[[ Records, beginning ]]
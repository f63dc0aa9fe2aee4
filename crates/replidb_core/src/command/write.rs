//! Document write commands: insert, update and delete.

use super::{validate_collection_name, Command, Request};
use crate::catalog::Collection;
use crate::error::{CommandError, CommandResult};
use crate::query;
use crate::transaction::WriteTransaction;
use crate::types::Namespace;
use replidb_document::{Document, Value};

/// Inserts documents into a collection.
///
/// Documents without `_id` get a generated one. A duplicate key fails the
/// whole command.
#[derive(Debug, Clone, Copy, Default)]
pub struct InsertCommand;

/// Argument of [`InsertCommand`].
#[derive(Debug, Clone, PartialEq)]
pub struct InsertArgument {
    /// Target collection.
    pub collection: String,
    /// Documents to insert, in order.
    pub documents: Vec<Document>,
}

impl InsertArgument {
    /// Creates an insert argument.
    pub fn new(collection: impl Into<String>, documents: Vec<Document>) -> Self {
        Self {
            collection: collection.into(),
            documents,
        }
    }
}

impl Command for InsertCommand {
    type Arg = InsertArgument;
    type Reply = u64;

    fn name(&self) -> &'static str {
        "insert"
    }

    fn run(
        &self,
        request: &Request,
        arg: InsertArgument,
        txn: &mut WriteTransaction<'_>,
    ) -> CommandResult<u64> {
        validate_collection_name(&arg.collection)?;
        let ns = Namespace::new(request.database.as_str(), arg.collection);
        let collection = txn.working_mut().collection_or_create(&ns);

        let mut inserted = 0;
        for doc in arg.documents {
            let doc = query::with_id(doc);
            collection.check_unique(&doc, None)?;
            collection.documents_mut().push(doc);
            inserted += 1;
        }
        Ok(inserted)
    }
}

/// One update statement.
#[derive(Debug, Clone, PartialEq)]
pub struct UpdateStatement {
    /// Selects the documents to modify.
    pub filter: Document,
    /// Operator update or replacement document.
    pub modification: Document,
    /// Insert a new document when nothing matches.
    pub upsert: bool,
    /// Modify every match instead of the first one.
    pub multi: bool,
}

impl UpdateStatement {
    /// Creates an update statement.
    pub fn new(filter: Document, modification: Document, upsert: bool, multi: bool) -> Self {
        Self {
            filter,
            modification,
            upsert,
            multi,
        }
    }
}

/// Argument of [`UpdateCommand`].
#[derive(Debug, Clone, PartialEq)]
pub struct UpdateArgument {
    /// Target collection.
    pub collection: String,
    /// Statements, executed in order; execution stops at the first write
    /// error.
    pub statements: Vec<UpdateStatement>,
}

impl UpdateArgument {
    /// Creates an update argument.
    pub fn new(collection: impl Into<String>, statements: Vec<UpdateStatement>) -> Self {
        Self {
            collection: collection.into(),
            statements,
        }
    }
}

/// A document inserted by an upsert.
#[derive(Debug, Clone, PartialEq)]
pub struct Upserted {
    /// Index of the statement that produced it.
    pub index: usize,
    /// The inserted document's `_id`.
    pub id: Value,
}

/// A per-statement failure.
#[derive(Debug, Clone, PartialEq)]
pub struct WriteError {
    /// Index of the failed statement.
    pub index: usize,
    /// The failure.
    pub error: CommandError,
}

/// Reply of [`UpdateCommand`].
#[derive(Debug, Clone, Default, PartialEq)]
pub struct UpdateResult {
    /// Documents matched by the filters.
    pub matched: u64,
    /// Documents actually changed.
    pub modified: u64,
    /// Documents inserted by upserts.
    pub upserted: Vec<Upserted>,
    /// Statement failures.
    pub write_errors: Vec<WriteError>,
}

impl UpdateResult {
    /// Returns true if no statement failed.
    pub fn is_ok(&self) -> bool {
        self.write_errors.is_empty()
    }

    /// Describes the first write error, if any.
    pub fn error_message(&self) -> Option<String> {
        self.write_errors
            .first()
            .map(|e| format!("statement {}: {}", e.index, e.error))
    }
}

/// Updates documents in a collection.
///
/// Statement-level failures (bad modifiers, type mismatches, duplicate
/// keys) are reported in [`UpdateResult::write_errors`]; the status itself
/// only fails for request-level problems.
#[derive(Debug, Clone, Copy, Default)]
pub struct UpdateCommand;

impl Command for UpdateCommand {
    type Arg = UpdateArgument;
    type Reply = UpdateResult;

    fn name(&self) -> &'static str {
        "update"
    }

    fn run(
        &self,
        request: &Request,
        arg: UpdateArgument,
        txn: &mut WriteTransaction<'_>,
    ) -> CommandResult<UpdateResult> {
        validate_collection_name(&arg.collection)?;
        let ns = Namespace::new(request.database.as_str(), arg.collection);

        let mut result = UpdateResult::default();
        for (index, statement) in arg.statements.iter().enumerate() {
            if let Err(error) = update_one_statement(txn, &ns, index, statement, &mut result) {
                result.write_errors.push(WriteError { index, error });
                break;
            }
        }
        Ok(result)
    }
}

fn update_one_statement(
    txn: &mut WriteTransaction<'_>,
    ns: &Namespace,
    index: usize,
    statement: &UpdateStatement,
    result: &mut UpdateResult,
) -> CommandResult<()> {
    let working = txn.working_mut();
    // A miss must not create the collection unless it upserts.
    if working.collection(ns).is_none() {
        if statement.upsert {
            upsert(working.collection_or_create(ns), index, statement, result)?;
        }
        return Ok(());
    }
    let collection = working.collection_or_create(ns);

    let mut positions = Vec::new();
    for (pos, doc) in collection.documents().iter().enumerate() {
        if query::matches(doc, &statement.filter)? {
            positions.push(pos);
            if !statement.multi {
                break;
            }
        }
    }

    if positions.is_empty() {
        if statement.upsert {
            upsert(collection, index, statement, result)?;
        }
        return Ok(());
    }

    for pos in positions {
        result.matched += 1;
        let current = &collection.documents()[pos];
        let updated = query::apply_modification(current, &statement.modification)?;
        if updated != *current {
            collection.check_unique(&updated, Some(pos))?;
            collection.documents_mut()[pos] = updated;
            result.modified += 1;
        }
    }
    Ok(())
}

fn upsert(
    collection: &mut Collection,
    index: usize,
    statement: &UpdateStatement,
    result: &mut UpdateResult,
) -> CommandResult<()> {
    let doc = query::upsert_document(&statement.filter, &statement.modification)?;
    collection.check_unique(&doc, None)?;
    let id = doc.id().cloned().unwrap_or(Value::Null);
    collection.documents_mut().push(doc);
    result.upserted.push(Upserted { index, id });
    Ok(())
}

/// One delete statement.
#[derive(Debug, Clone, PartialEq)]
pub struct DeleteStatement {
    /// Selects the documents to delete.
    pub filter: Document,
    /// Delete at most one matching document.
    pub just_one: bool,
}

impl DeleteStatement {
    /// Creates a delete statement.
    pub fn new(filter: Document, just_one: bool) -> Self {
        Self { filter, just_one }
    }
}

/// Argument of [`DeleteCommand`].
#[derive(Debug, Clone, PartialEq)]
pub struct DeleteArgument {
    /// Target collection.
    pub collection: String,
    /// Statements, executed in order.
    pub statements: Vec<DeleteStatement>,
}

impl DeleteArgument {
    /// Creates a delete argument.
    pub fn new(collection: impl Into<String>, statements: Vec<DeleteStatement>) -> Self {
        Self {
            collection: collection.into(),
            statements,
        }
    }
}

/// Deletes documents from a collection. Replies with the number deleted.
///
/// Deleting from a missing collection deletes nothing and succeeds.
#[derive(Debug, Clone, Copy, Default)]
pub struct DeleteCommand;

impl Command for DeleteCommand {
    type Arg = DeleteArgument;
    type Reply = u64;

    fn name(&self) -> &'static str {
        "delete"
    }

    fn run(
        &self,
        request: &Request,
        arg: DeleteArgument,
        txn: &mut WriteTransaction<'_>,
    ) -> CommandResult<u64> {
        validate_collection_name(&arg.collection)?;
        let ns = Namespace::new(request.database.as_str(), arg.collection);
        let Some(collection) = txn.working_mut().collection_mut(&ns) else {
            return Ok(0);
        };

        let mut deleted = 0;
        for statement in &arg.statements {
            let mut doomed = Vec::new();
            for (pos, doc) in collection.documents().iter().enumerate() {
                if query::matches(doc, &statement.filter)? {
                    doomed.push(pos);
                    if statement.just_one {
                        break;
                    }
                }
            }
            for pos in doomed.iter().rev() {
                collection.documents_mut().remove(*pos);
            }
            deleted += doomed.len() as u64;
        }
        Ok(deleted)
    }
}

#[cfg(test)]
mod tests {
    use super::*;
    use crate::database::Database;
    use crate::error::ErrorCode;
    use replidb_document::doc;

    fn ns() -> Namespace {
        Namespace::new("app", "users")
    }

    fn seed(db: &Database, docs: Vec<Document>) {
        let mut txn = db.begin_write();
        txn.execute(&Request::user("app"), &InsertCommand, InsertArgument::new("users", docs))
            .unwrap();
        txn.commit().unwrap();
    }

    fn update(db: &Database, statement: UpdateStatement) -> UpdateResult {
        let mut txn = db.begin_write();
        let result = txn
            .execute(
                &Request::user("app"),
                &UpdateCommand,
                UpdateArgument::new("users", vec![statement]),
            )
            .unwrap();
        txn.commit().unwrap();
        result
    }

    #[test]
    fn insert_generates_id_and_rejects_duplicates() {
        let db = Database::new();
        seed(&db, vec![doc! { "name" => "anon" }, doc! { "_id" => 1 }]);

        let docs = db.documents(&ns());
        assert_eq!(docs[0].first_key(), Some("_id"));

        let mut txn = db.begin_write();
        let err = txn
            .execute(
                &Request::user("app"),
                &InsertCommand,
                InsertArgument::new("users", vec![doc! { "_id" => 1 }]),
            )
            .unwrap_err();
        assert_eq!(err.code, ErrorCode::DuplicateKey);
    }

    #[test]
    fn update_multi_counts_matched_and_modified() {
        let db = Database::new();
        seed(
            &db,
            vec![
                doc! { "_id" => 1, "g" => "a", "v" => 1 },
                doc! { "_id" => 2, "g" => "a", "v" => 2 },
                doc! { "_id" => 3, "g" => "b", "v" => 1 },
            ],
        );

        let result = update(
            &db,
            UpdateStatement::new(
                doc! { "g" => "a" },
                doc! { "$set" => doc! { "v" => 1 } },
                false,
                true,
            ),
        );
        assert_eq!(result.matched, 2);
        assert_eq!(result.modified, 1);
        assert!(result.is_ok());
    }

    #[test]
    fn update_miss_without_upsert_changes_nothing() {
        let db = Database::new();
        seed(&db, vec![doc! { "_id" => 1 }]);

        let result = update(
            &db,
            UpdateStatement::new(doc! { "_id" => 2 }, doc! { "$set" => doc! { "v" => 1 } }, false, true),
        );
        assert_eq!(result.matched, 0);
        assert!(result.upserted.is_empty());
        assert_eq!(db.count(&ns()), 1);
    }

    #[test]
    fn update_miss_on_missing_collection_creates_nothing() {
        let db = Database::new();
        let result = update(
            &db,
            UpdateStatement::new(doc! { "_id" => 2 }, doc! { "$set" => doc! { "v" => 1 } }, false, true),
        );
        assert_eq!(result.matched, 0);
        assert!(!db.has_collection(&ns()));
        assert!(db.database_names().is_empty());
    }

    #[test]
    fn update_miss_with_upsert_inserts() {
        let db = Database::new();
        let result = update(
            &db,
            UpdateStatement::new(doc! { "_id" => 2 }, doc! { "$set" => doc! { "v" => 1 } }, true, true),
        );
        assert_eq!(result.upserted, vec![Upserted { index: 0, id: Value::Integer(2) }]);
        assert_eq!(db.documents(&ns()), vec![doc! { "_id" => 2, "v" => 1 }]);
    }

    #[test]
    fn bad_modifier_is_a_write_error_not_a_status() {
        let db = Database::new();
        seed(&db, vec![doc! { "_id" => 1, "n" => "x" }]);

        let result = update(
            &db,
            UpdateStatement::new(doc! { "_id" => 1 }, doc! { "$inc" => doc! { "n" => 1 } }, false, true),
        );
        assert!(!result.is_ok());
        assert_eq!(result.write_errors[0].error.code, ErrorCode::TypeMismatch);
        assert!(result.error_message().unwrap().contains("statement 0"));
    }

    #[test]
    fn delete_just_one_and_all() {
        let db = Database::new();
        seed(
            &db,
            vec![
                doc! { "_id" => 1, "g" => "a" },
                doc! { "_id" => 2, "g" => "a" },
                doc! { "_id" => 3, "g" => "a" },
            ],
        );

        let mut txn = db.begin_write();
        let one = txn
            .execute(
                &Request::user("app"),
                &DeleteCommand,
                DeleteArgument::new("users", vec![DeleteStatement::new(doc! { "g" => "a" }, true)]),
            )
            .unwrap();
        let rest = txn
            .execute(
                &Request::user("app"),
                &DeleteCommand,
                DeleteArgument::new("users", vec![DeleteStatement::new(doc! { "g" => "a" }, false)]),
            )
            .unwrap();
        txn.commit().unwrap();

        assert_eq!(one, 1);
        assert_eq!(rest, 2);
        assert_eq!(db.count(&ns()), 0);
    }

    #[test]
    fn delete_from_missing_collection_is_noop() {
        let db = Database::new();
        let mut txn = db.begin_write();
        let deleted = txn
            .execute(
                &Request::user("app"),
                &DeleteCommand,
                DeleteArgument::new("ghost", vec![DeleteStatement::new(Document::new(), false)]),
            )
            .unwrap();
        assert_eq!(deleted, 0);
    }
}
[[ Records, end ]]
- Exercise aim -
Would you print exactly the lines from the first line of the entries above through the line that has "or replacement document.", both included, and stop there?

- Solution -
repository f63dc0aa9fe2aee4
filename crates/replidb_core/src/command/write.rs
//! Document write commands: insert, update and delete.

use super::{validate_collection_name, Command, Request};
use crate::catalog::Collection;
use crate::error::{CommandError, CommandResult};
use crate::query;
use crate::transaction::WriteTransaction;
use crate::types::Namespace;
use replidb_document::{Document, Value};

/// Inserts documents into a collection.
///
/// Documents without `_id` get a generated one. A duplicate key fails the
/// whole command.
#[derive(Debug, Clone, Copy, Default)]
pub struct InsertCommand;

/// Argument of [`InsertCommand`].
#[derive(Debug, Clone, PartialEq)]
pub struct InsertArgument {
    /// Target collection.
    pub collection: String,
    /// Documents to insert, in order.
    pub documents: Vec<Document>,
}

impl InsertArgument {
    /// Creates an insert argument.
    pub fn new(collection: impl Into<String>, documents: Vec<Document>) -> Self {
        Self {
            collection: collection.into(),
            documents,
        }
    }
}

impl Command for InsertCommand {
    type Arg = InsertArgument;
    type Reply = u64;

    fn name(&self) -> &'static str {
        "insert"
    }

    fn run(
        &self,
        request: &Request,
        arg: InsertArgument,
        txn: &mut WriteTransaction<'_>,
    ) -> CommandResult<u64> {
        validate_collection_name(&arg.collection)?;
        let ns = Namespace::new(request.database.as_str(), arg.collection);
        let collection = txn.working_mut().collection_or_create(&ns);

        let mut inserted = 0;
        for doc in arg.documents {
            let doc = query::with_id(doc);
            collection.check_unique(&doc, None)?;
            collection.documents_mut().push(doc);
            inserted += 1;
        }
        Ok(inserted)
    }
}

/// One update statement.
#[derive(Debug, Clone, PartialEq)]
pub struct UpdateStatement {
    /// Selects the documents to modify.
    pub filter: Document,
    /// Operator update or replacement document.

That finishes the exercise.